*** Opening of EXTRACTED DATA ***

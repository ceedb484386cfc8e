//! Spatial algorithms: geometry primitives, indexing, queries, and transforms.

pub mod analysis;
pub mod convert;
pub mod index;
pub mod knn;
pub mod query;
pub mod transform;
pub mod validation;

pub use analysis::{
    area, bbox, buffer, centroid, clip, clip_geometry, contains, covers, envelope, length,
    nearest, NearestResult,
};
pub use convert::{from_geo_geometry, to_geo_geometry, GeometryExt};
pub use index::SpatialIndex;
pub use knn::{knn, KnnParams};
pub use query::{
    filter_points_within, nearest_in_collection, tag_points_within, ContainmentMode, NearestMatch,
};
pub use transform::{reproject_feature, reproject_feature_collection, reproject_geometry};
pub use validation::{ensure_valid, validate_geometry, ValidationError, ValidationResult};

*** Close of EXTRACTED DATA ***

WHAT IS BEING ASKED
Each entry above should be restated exactly as supplied.

REPLY TO THE TASK
repository ceedb484386cfc8e
//! Spatial algorithms: geometry primitives, indexing, queries, and transforms.

pub mod analysis;
pub mod convert;
pub mod index;
pub mod knn;
pub mod query;
pub mod transform;
pub mod validation;

pub use analysis::{
    area, bbox, buffer, centroid, clip, clip_geometry, contains, covers, envelope, length,
    nearest, NearestResult,
};
pub use convert::{from_geo_geometry, to_geo_geometry, GeometryExt};
pub use index::SpatialIndex;
pub use knn::{knn, KnnParams};
pub use query::{
    filter_points_within, nearest_in_collection, tag_points_within, ContainmentMode, NearestMatch,
};
pub use transform::{reproject_feature, reproject_feature_collection, reproject_geometry};
pub use validation::{ensure_valid, validate_geometry, ValidationError, ValidationResult};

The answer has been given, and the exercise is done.